Start of Block
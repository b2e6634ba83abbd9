//! The self-contained DICOM core: tag dictionary, UID generation, the
//! Part 10 record codec and the required-tag validator.
//!
//! Only the tag subset needed for the Modality Worklist information model is
//! implemented; anything else a file may contain is skipped on read.

pub mod codec;
pub mod dictionary;
pub mod uid;
pub mod validator;

/// Modality Worklist Information Model – FIND.
/// <https://dicom.nema.org/medical/dicom/current/output/chtml/part04/sect_K.6.html>
pub const MODALITY_WORKLIST_SOP_CLASS_UID: &str = "1.2.840.10008.5.1.4.31";

/// Explicit VR Little Endian, the only transfer syntax this codec writes.
pub const EXPLICIT_VR_LITTLE_ENDIAN: &str = "1.2.840.10008.1.2.1";

/// Implicit VR Little Endian, accepted on read for files from legacy writers.
pub const IMPLICIT_VR_LITTLE_ENDIAN: &str = "1.2.840.10008.1.2";
//! Filesystem-backed worklist store.
//!
//! One flat directory of `<accessionNumber>.wl` files is the single source of
//! truth; the in-memory cache keyed by filename is a derived, best-effort
//! performance shim that is rebuilt lazily during listing. Records move
//! through Submitted → Encoded → Persisted → Deleted; there is no update.
//!
//! The store assumes its caller serializes operations (the API layer holds it
//! behind an async mutex) and therefore carries no locking of its own. Cache
//! entries are never invalidated when a backing file changes out-of-process;
//! such changes become visible once a listing observes them.

use crate::dicom::codec::{self, DecodeError, EncodeError};
use crate::dicom::uid::UidGenerator;
use crate::dicom::validator::{self, ValidationError};
use crate::types::{Modality, NewWorklistItem, Sex, WorklistRecord};
use chrono::{DateTime, Utc};
use serde::Serialize;
use std::collections::HashMap;
use std::path::{Path, PathBuf};
use thiserror::Error;
use tokio::fs;
use tracing::{info, warn};

/// File extension for persisted worklist files.
pub const WORKLIST_EXTENSION: &str = "wl";

/// Character limit of the SH and AE value representations.
const MAX_SHORT_VALUE: usize = 16;

#[derive(Debug, Error)]
pub enum StoreError {
	#[error(transparent)]
	Encode(#[from] EncodeError),
	#[error(transparent)]
	Validation(#[from] ValidationError),
	#[error("round-trip self-check failed: {0}")]
	RoundTrip(#[from] DecodeError),
	#[error("invalid accession number `{0}`")]
	InvalidAccessionNumber(String),
	#[error("worklist file `{0}` does not exist")]
	NotFound(String),
	#[error(transparent)]
	Io(#[from] std::io::Error),
}

/// A cached worklist record together with its reconstructed creation time.
///
/// `created_at` is the wall clock at creation for records created in this
/// process lifetime, or the file modification time for records first observed
/// during a listing.
#[derive(Debug, Clone, Serialize)]
#[serde(rename_all = "camelCase")]
pub struct WorklistEntry {
	pub filename: String,
	pub created_at: DateTime<Utc>,
	#[serde(flatten)]
	pub record: WorklistRecord,
}

pub struct WorklistStore {
	dir: PathBuf,
	cache: HashMap<String, WorklistEntry>,
	uids: UidGenerator,
}

impl WorklistStore {
	/// Opens a store over the given directory, creating it if necessary.
	pub async fn new(dir: impl AsRef<Path>) -> std::io::Result<Self> {
		let dir = dir.as_ref().to_path_buf();
		fs::create_dir_all(&dir).await?;
		Ok(Self {
			dir,
			cache: HashMap::new(),
			uids: UidGenerator::new(),
		})
	}

	/// Creates a new worklist file and returns its filename.
	///
	/// Sex, modality, date/time separators and SH/AE length limits are
	/// normalized here, at the store boundary; the codec only ever sees
	/// canonical values. The encoded bytes are decoded and validated again
	/// before anything reaches the disk, so a failing create leaves no file
	/// behind.
	pub async fn create(&mut self, item: NewWorklistItem) -> Result<String, StoreError> {
		let accession_number = item.accession_number.trim().to_owned();
		// The accession number is the file stem, so it must be a safe
		// filename inside the store directory and honor the SH limit.
		// Rejected before a single byte is encoded or written.
		if accession_number.len() > MAX_SHORT_VALUE
			|| !accession_number
				.chars()
				.all(|c| c.is_ascii_alphanumeric() || matches!(c, '-' | '_' | '.'))
		{
			return Err(StoreError::InvalidAccessionNumber(accession_number));
		}

		let record = WorklistRecord {
			accession_number,
			patient_family_name: item.patient_family_name,
			patient_given_name: item.patient_given_name,
			patient_middle_name: item.patient_middle_name.filter(|name| !name.is_empty()),
			patient_id: item.patient_id,
			birth_date: dicom_date(&item.birth_date),
			sex: Sex::normalize(item.sex.as_deref()),
			requesting_physician: item.requesting_physician.filter(|name| !name.is_empty()),
			referring_physician: item.referring_physician.filter(|name| !name.is_empty()),
			procedure_description: item.procedure_description,
			scheduled_date: dicom_date(&item.scheduled_date),
			scheduled_time: dicom_time(&item.scheduled_time),
			modality: Modality::normalize(item.modality.as_deref()),
			station_aet: clip(item.station_aet, "stationAet"),
			procedure_step_id: clip(item.procedure_step_id, "procedureStepId"),
			station_name: clip(item.station_name, "stationName"),
			location: clip(item.location, "location"),
			study_instance_uid: self.uids.next(),
			sop_instance_uid: self.uids.next(),
		};

		let bytes = codec::encode(&record)?;
		// Round-trip self-check: the file must pass validation as a modality
		// would read it, or it is not written at all.
		let decoded = codec::decode(&bytes)?;
		validator::validate(&decoded)?;

		let filename = format!("{}.{WORKLIST_EXTENSION}", record.accession_number);
		let path = self.dir.join(&filename);
		let temp = self.dir.join(format!("{filename}.tmp"));
		fs::write(&temp, &bytes).await?;
		fs::rename(&temp, &path).await?;

		let entry = WorklistEntry {
			filename: filename.clone(),
			created_at: Utc::now(),
			record,
		};
		self.cache.insert(filename.clone(), entry);

		info!("Created worklist file {filename}");
		Ok(filename)
	}

	/// Lists all persisted records, newest first (ties break by filename).
	///
	/// Files already in the cache are returned unchanged. Unknown files are
	/// decoded and cached with the file modification time as creation time;
	/// files that fail to decode are listed as degraded stub records instead
	/// of aborting the whole listing.
	pub async fn list(&mut self) -> Result<Vec<WorklistEntry>, StoreError> {
		let mut entries = Vec::new();
		let mut dir = fs::read_dir(&self.dir).await?;

		while let Some(dirent) = dir.next_entry().await? {
			let path = dirent.path();
			if path.extension().and_then(|ext| ext.to_str()) != Some(WORKLIST_EXTENSION) {
				continue;
			}
			let Some(filename) = path
				.file_name()
				.and_then(|name| name.to_str())
				.map(ToOwned::to_owned)
			else {
				continue;
			};

			if let Some(entry) = self.cache.get(&filename) {
				entries.push(entry.clone());
				continue;
			}

			let modified = dirent
				.metadata()
				.await?
				.modified()
				.map_or_else(|_| Utc::now(), DateTime::from);
			let bytes = fs::read(&path).await?;
			let record = match codec::decode(&bytes) {
				Ok(record) => record,
				Err(err) => {
					warn!("Failed to decode {filename}, listing a degraded stub: {err}");
					stub_record(&filename, modified)
				}
			};

			let entry = WorklistEntry {
				filename: filename.clone(),
				created_at: modified,
				record,
			};
			self.cache.insert(filename, entry.clone());
			entries.push(entry);
		}

		entries.sort_by(|a, b| {
			b.created_at
				.cmp(&a.created_at)
				.then_with(|| a.filename.cmp(&b.filename))
		});
		Ok(entries)
	}

	/// Removes a worklist file and evicts its cache entry.
	///
	/// `NotFound` depends solely on the filesystem, never on the cache.
	pub async fn delete(&mut self, filename: &str) -> Result<(), StoreError> {
		// The filename is caller-supplied; it must not escape the store directory.
		if filename.contains(['/', '\\']) || !Path::new(filename)
			.extension()
			.is_some_and(|ext| ext == WORKLIST_EXTENSION)
		{
			return Err(StoreError::NotFound(filename.to_owned()));
		}

		let path = self.dir.join(filename);
		match fs::remove_file(&path).await {
			Ok(()) => {
				self.cache.remove(filename);
				info!("Deleted worklist file {filename}");
				Ok(())
			}
			Err(err) if err.kind() == std::io::ErrorKind::NotFound => {
				// A stale cache entry must not mask the missing file.
				self.cache.remove(filename);
				Err(StoreError::NotFound(filename.to_owned()))
			}
			Err(err) => Err(err.into()),
		}
	}
}

/// Placeholder record for a file that exists but cannot be decoded.
/// Keeps the file visible (and deletable) in listings.
fn stub_record(filename: &str, modified: DateTime<Utc>) -> WorklistRecord {
	let stem = filename
		.strip_suffix(&format!(".{WORKLIST_EXTENSION}"))
		.unwrap_or(filename);
	WorklistRecord {
		accession_number: stem.to_owned(),
		patient_id: stem.to_owned(),
		scheduled_date: modified.format("%Y%m%d").to_string(),
		..WorklistRecord::default()
	}
}

/// Truncates a value to the 16 character SH/AE limit, with a warning.
fn clip(value: String, field: &str) -> String {
	if value.chars().count() <= MAX_SHORT_VALUE {
		value
	} else {
		warn!("{field} `{value}` exceeds {MAX_SHORT_VALUE} characters, truncating");
		value.chars().take(MAX_SHORT_VALUE).collect()
	}
}

/// `1980-01-01` → `19800101`. Strips separators only; no calendar validation.
fn dicom_date(value: &str) -> String {
	value.chars().filter(char::is_ascii_digit).collect()
}

/// `10:30` → `103000`. Strips separators and zero-pads seconds.
fn dicom_time(value: &str) -> String {
	let mut digits: String = value.chars().filter(char::is_ascii_digit).collect();
	if digits.is_empty() {
		return digits;
	}
	while digits.len() < 6 {
		digits.push('0');
	}
	digits.truncate(6);
	digits
}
End of Block
Aim of the task: Send back an exact copy of only the lines from the line with "self.cache.insert(filename, entry.clone());" up to and including the line with "on the cache." in the data above.

Written solution:
			self.cache.insert(filename, entry.clone());
			entries.push(entry);
		}

		entries.sort_by(|a, b| {
			b.created_at
				.cmp(&a.created_at)
				.then_with(|| a.filename.cmp(&b.filename))
		});
		Ok(entries)
	}

	/// Removes a worklist file and evicts its cache entry.
	///
	/// `NotFound` depends solely on the filesystem, never on the cache.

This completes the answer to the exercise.